The JJCC is a multiagency advisory body that informs the development and implementation of a countywide juvenile justice plan composed of several critical parts, including, but not limited to an assessment of existing law enforcement, probation, education, mental health, health, social services, drug and alcohol and youth services resources which specifically target both at-promise as well as system-involved youth, and their families. The JJCC will also coordinate on a countywide basis the work of those governmental and non-governmental organizations engaged in activities designed to reduce the incidence of juvenile crime and delinquency in the greater community, develop information and intelligence-sharing systems to ensure that county actions are fully coordinated, and provide data and appropriate outcome measures.

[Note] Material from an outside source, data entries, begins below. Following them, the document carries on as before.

//! Void save-file source
//!
//! Reads player saves written by the Void game server.
//! Data format: one TOML file per player in the server's save directory:
//!   accountName = "Zezima"
//!   experience = [...]   # one entry per skill, experience x 10
//!   levels = [...]       # one entry per skill
//!   [variables]
//!   creation = 1700000000000   # epoch millis
//!
//! Saves carry many more keys than these; they are ignored.

use chrono::{TimeZone, Utc};
use serde::Deserialize;
use std::collections::BTreeMap;
use std::fs;
use std::path::{Path, PathBuf};
use tracing::debug;

use super::{NormalizedPlayer, PlayerBatch, PlayerSource};
use crate::error::{Error, Result};
use crate::skill::{level_for, Skill, MAX_LEVEL, MIN_LEVEL};

/// Saves store experience at ten times its displayed value.
const EXPERIENCE_SCALE: f64 = 10.0;

#[derive(Debug, Deserialize)]
#[serde(rename_all = "camelCase")]
struct SaveRecord {
    account_name: String,
    experience: Vec<i64>,
    levels: Vec<i64>,
    variables: SaveVariables,
}

#[derive(Debug, Deserialize)]
struct SaveVariables {
    creation: i64,
}

/// Decode one save file's contents. `path` is only used for error reporting.
pub fn parse_save(path: &Path, contents: &str) -> Result<NormalizedPlayer> {
    let save: SaveRecord =
        toml::from_str(contents).map_err(|e| Error::parse(path, e.message().to_string()))?;

    if save.account_name.trim().is_empty() {
        return Err(Error::parse(path, "empty accountName"));
    }

    for (field, len) in [
        ("experience", save.experience.len()),
        ("levels", save.levels.len()),
    ] {
        if len != Skill::COUNT {
            return Err(Error::parse(
                path,
                format!("{field} has {len} entries, expected {}", Skill::COUNT),
            ));
        }
    }

    let mut experience = BTreeMap::new();
    let mut levels = BTreeMap::new();

    for (index, skill) in Skill::ALL.into_iter().enumerate() {
        let skill_experience = save.experience[index] as f64 / EXPERIENCE_SCALE;

        let level = if skill.is_derived() {
            level_for(skill_experience)
        } else {
            u8::try_from(save.levels[index])
                .ok()
                .filter(|level| (MIN_LEVEL..=MAX_LEVEL).contains(level))
                .ok_or_else(|| {
                    Error::parse(
                        path,
                        format!("{skill} level {} out of range", save.levels[index]),
                    )
                })?
        };

        experience.insert(skill, skill_experience);
        levels.insert(skill, level);
    }

    let created_on = Utc
        .timestamp_millis_opt(save.variables.creation)
        .single()
        .ok_or_else(|| {
            Error::parse(
                path,
                format!("creation timestamp {} out of range", save.variables.creation),
            )
        })?;

    Ok(NormalizedPlayer {
        account_name: save.account_name,
        experience,
        levels,
        created_on,
    })
}

/// Directory of `*.toml` player saves.
pub struct SaveDirectory {
    base_path: PathBuf,
}

impl SaveDirectory {
    pub fn new(base_path: PathBuf) -> Self {
        Self { base_path }
    }

    pub fn base_path(&self) -> &Path {
        &self.base_path
    }

    fn unavailable(&self, source: std::io::Error) -> Error {
        Error::SourceUnavailable {
            path: self.base_path.clone(),
            source,
        }
    }

    /// Paths of every save file, sorted so runs process players in a stable
    /// order.
    fn discover(&self) -> Result<Vec<PathBuf>> {
        let mut saves = vec![];

        for entry in fs::read_dir(&self.base_path).map_err(|e| self.unavailable(e))? {
            let path = entry.map_err(|e| self.unavailable(e))?.path();
            if path.is_file() && path.extension().map(|e| e == "toml").unwrap_or(false) {
                saves.push(path);
            }
        }

        saves.sort();
        Ok(saves)
    }
}

impl PlayerSource for SaveDirectory {
    fn id(&self) -> &str {
        "void:saves"
    }

    fn is_available(&self) -> bool {
        self.base_path.is_dir()
    }

    fn list_all_players(&self) -> Result<PlayerBatch> {
        let saves = self.discover()?;
        debug!(count = saves.len(), path = %self.base_path.display(), "Discovered save files");

        let batch = saves.iter().fold(PlayerBatch::default(), |mut batch, path| {
            let record = fs::read_to_string(path)
                .map_err(|e| Error::parse(path, format!("unreadable: {e}")))
                .and_then(|contents| parse_save(path, &contents));
            batch.push(record);
            batch
        });

        Ok(batch)
    }
}
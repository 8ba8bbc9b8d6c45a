//! Highscores command implementation

use anyhow::Result;

use crate::skill::Skill;
use crate::store::SkillReader;

pub fn run(reader: &SkillReader, skill: &str, json: bool) -> Result<()> {
    let entries = reader.get_highscores(skill)?;

    if json {
        println!("{}", serde_json::to_string_pretty(&entries)?);
        return Ok(());
    }

    // Already validated by the query; used for display casing.
    let title = skill.parse::<Skill>()?;
    println!("{} highscores\n", title);

    if entries.is_empty() {
        println!("No snapshots recorded for {} yet.", title);
        return Ok(());
    }

    println!("{:<6} {:<20} {:>6} {:>18}", "Rank", "Username", "Level", "Experience");
    println!("{}", "-".repeat(53));

    for (rank, entry) in entries.iter().enumerate() {
        println!(
            "{:<6} {:<20} {:>6} {:>18.2}",
            rank + 1,
            entry.username,
            entry.level,
            entry.experience
        );
    }

    Ok(())
}
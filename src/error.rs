//! Error types shared by the ingestion pipeline and the query layer

use std::path::PathBuf;

#[derive(Debug, thiserror::Error)]
pub enum Error {
    /// A single save record could not be decoded. The batch it belongs to
    /// carries on without it.
    #[error("unable to parse player save {}: {reason}", path.display())]
    Parse { path: PathBuf, reason: String },

    /// The save directory itself could not be listed.
    #[error("player source unavailable at {}: {source}", path.display())]
    SourceUnavailable {
        path: PathBuf,
        #[source]
        source: std::io::Error,
    },

    #[error("I/O error: {0}")]
    Io(#[from] std::io::Error),

    #[error("storage error: {0}")]
    Storage(#[from] rusqlite::Error),

    /// A stored value could not be decoded back into its domain type.
    #[error("corrupt stored value: {0}")]
    Corrupt(String),

    #[error("background task failed: {0}")]
    Task(#[from] tokio::task::JoinError),

    #[error("not found: {0}")]
    NotFound(String),

    #[error("invalid skill: {0}")]
    InvalidSkill(String),

    #[error("invalid configuration: {0}")]
    Config(String),
}

impl Error {
    pub(crate) fn parse(path: impl Into<PathBuf>, reason: impl Into<String>) -> Self {
        Error::Parse {
            path: path.into(),
            reason: reason.into(),
        }
    }
}

pub type Result<T> = std::result::Result<T, Error>;
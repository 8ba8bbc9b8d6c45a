//! Player sources
//!
//! A source enumerates the game server's player records and normalizes each
//! one. Records that fail to parse are reported alongside the batch rather
//! than failing the whole listing.

mod save_file;

pub use save_file::{parse_save, SaveDirectory};

use chrono::{DateTime, Utc};
use std::collections::BTreeMap;

use crate::error::{Error, Result};
use crate::skill::{Skill, SkillRecord};

/// One player as read from the game server, in canonical units.
#[derive(Debug, Clone, PartialEq)]
pub struct NormalizedPlayer {
    pub account_name: String,
    pub experience: BTreeMap<Skill, f64>,
    pub levels: BTreeMap<Skill, u8>,
    pub created_on: DateTime<Utc>,
}

impl NormalizedPlayer {
    /// Level and experience paired per skill. Skills missing either half are
    /// left out.
    pub fn skills(&self) -> BTreeMap<Skill, SkillRecord> {
        self.levels
            .iter()
            .filter_map(|(skill, &level)| {
                self.experience
                    .get(skill)
                    .map(|&experience| (*skill, SkillRecord { level, experience }))
            })
            .collect()
    }
}

/// Result of listing a source: the players that parsed, plus a parse error
/// for every record that didn't.
#[derive(Debug, Default)]
pub struct PlayerBatch {
    pub players: Vec<NormalizedPlayer>,
    pub skipped: Vec<Error>,
}

impl PlayerBatch {
    pub fn push(&mut self, record: Result<NormalizedPlayer>) {
        match record {
            Ok(player) => self.players.push(player),
            Err(e) => self.skipped.push(e),
        }
    }
}

/// Player source trait
pub trait PlayerSource: Send + Sync {
    /// Human-readable identifier used in logs
    fn id(&self) -> &str;

    /// Check if the backing location exists
    fn is_available(&self) -> bool;

    /// Enumerate and parse every available player record.
    ///
    /// Only fails with `Error::SourceUnavailable` when the enumeration itself
    /// fails; individual bad records end up in `PlayerBatch::skipped`.
    fn list_all_players(&self) -> Result<PlayerBatch>;
}

#[cfg(test)]
pub(crate) mod testing {
    use super::*;
    use chrono::TimeZone;

    /// Player with every skill at the same level and experience.
    pub fn player(name: &str, level: u8, experience: f64) -> NormalizedPlayer {
        NormalizedPlayer {
            account_name: name.to_string(),
            experience: Skill::ALL.iter().map(|&s| (s, experience)).collect(),
            levels: Skill::ALL.iter().map(|&s| (s, level)).collect(),
            created_on: Utc.timestamp_millis_opt(1_700_000_000_000).unwrap(),
        }
    }

    /// In-memory source returning a fixed listing.
    pub struct StaticSource {
        players: Option<Vec<NormalizedPlayer>>,
    }

    impl StaticSource {
        pub fn new(players: Vec<NormalizedPlayer>) -> Self {
            Self {
                players: Some(players),
            }
        }

        pub fn unavailable() -> Self {
            Self { players: None }
        }
    }

    impl PlayerSource for StaticSource {
        fn id(&self) -> &str {
            "static"
        }

        fn is_available(&self) -> bool {
            self.players.is_some()
        }

        fn list_all_players(&self) -> Result<PlayerBatch> {
            match &self.players {
                Some(players) => Ok(PlayerBatch {
                    players: players.clone(),
                    skipped: vec![],
                }),
                None => Err(Error::SourceUnavailable {
                    path: "static".into(),
                    source: std::io::Error::new(std::io::ErrorKind::NotFound, "gone"),
                }),
            }
        }
    }
}
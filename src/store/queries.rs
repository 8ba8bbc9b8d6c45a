//! Read-only queries over recorded snapshots

use rusqlite::{params, Connection, OpenFlags};
use serde::Serialize;
use std::collections::BTreeMap;
use std::path::Path;
use std::sync::{Arc, Mutex, MutexGuard};

use super::{decode_timestamp, find_player, lock, Player, BUSY_TIMEOUT};
use crate::error::{Error, Result};
use crate::skill::{Skill, SkillRecord};

/// Latest recorded value of each of a player's skills.
#[derive(Debug, Clone, Default, PartialEq, Serialize)]
pub struct PlayerSkills {
    pub skills: BTreeMap<Skill, SkillRecord>,
}

impl PlayerSkills {
    pub fn get(&self, skill: Skill) -> Option<&SkillRecord> {
        self.skills.get(&skill)
    }

    pub fn total_level(&self) -> u32 {
        self.skills.values().map(|s| u32::from(s.level)).sum()
    }

    pub fn total_experience(&self) -> f64 {
        self.skills.values().map(|s| s.experience).sum()
    }
}

/// One row of a skill's highscore table.
#[derive(Debug, Clone, PartialEq, Serialize)]
pub struct HighscoreEntry {
    pub player_id: String,
    pub username: String,
    pub level: u8,
    pub experience: f64,
}

/// A player together with the latest value of each of their skills.
#[derive(Debug, Clone, PartialEq, Serialize)]
pub struct PlayerOverview {
    #[serde(flatten)]
    pub player: Player,
    pub skills: BTreeMap<Skill, SkillRecord>,
    pub total_level: u32,
    pub total_experience: f64,
}

/// Query layer handed to presentation code. Exposes no writes.
#[derive(Clone)]
pub struct SkillReader {
    conn: Arc<Mutex<Connection>>,
}

impl SkillReader {
    /// Open an existing database read-only.
    pub fn open(path: &Path) -> Result<Self> {
        let conn = Connection::open_with_flags(
            path,
            OpenFlags::SQLITE_OPEN_READ_ONLY | OpenFlags::SQLITE_OPEN_NO_MUTEX,
        )?;
        conn.busy_timeout(BUSY_TIMEOUT)?;
        Ok(Self::from_shared(Arc::new(Mutex::new(conn))))
    }

    pub(super) fn from_shared(conn: Arc<Mutex<Connection>>) -> Self {
        Self { conn }
    }

    fn lock(&self) -> MutexGuard<'_, Connection> {
        lock(&self.conn)
    }

    /// All known players, unordered.
    pub fn get_all_players(&self) -> Result<Vec<Player>> {
        let conn = self.lock();
        let mut stmt = conn.prepare("SELECT id, username, created_on FROM players")?;

        let rows = stmt
            .query_map([], |row| {
                Ok((
                    row.get::<_, String>(0)?,
                    row.get::<_, String>(1)?,
                    row.get::<_, String>(2)?,
                ))
            })?
            .collect::<std::result::Result<Vec<_>, _>>()?;

        rows.into_iter()
            .map(|(id, username, created_on)| {
                Ok(Player {
                    id,
                    username,
                    created_on: decode_timestamp(&created_on)?,
                })
            })
            .collect()
    }

    /// Every player with their latest skills, ordered by username.
    pub fn get_player_overviews(&self) -> Result<Vec<PlayerOverview>> {
        let mut players = self.get_all_players()?;
        players.sort_by(|a, b| a.username.cmp(&b.username));

        players
            .into_iter()
            .map(|player| {
                let skills = self.get_player_skills(&player.username)?;
                Ok(PlayerOverview {
                    total_level: skills.total_level(),
                    total_experience: skills.total_experience(),
                    skills: skills.skills,
                    player,
                })
            })
            .collect()
    }

    pub fn get_player(&self, username: &str) -> Result<Player> {
        find_player(&self.lock(), username)?
            .ok_or_else(|| Error::NotFound(format!("player '{username}'")))
    }

    /// Latest value of every skill recorded for `username`. Each skill is
    /// resolved to its own most recent day.
    pub fn get_player_skills(&self, username: &str) -> Result<PlayerSkills> {
        let conn = self.lock();
        let player = find_player(&conn, username)?
            .ok_or_else(|| Error::NotFound(format!("player '{username}'")))?;

        let mut stmt = conn.prepare(
            r#"SELECT s.skill, s.level, s.experience
               FROM skill_snapshots s
               WHERE s.player_id = ?1
                 AND s.day = (SELECT MAX(latest.day) FROM skill_snapshots latest
                              WHERE latest.player_id = s.player_id
                                AND latest.skill = s.skill)"#,
        )?;

        let rows = stmt
            .query_map(params![player.id], |row| {
                Ok((
                    row.get::<_, String>(0)?,
                    row.get::<_, u8>(1)?,
                    row.get::<_, f64>(2)?,
                ))
            })?
            .collect::<std::result::Result<Vec<_>, _>>()?;

        let skills = rows
            .into_iter()
            .map(|(name, level, experience)| {
                Ok((decode_skill(&name)?, SkillRecord { level, experience }))
            })
            .collect::<Result<BTreeMap<_, _>>>()?;

        Ok(PlayerSkills { skills })
    }

    /// Every player's latest snapshot of `skill`, highest experience first.
    /// Equal experience ranks the higher level first, then by username.
    pub fn get_highscores(&self, skill: &str) -> Result<Vec<HighscoreEntry>> {
        let skill: Skill = skill.parse()?;

        let conn = self.lock();
        let mut stmt = conn.prepare(
            r#"SELECT p.id, p.username, s.level, s.experience
               FROM skill_snapshots s
               JOIN players p ON p.id = s.player_id
               WHERE s.skill = ?1
                 AND s.day = (SELECT MAX(latest.day) FROM skill_snapshots latest
                              WHERE latest.player_id = s.player_id
                                AND latest.skill = s.skill)
               ORDER BY s.experience DESC, s.level DESC, p.username ASC"#,
        )?;

        let rows = stmt
            .query_map(params![skill.as_str()], |row| {
                Ok(HighscoreEntry {
                    player_id: row.get(0)?,
                    username: row.get(1)?,
                    level: row.get(2)?,
                    experience: row.get(3)?,
                })
            })?
            .collect::<std::result::Result<Vec<_>, _>>()?;

        Ok(rows)
    }
}

fn decode_skill(name: &str) -> Result<Skill> {
    name.parse()
        .map_err(|_| Error::Corrupt(format!("unknown skill '{name}'")))
}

The Juvenile Justice Coordinating Council is composed of the following 20 members:

Ten (10) Ex‐Officio Members:

  • Chief Probation Officer, as Chair
  • District Attorney’s Office representative
  • Public Defender’s Office representative
  • Sheriff’s Office representative
  • Board of Supervisors’ representative
  • Employment and Human Services Department representative
  • Behavioral Health Services representative
  • Alcohol and Other Drugs Division representative
  • Public Health representative
  • Juvenile Justice Commission Chair

Ten (10) Additional Members, appointed by the Board of Supervisors, as follows:

  • City Police Department representative
  • County Office of Education or a School District representative
  • Four (4) At-Large members, residing or working within Contra Costa County
  • Two (2) Community-Based Organization representatives
  • Two (2) At-Large youth, fourteen to twenty-five years old and residing or working within Contra Costa County

Appointments to the Juvenile Justice Coordinating Council will be for a term of two years ending June 30, 2023. The JJCC meets monthly October through April and bi-monthly the remainder of the year. Members have the option to serve on three (2) two subcommittees that each currently meets monthly.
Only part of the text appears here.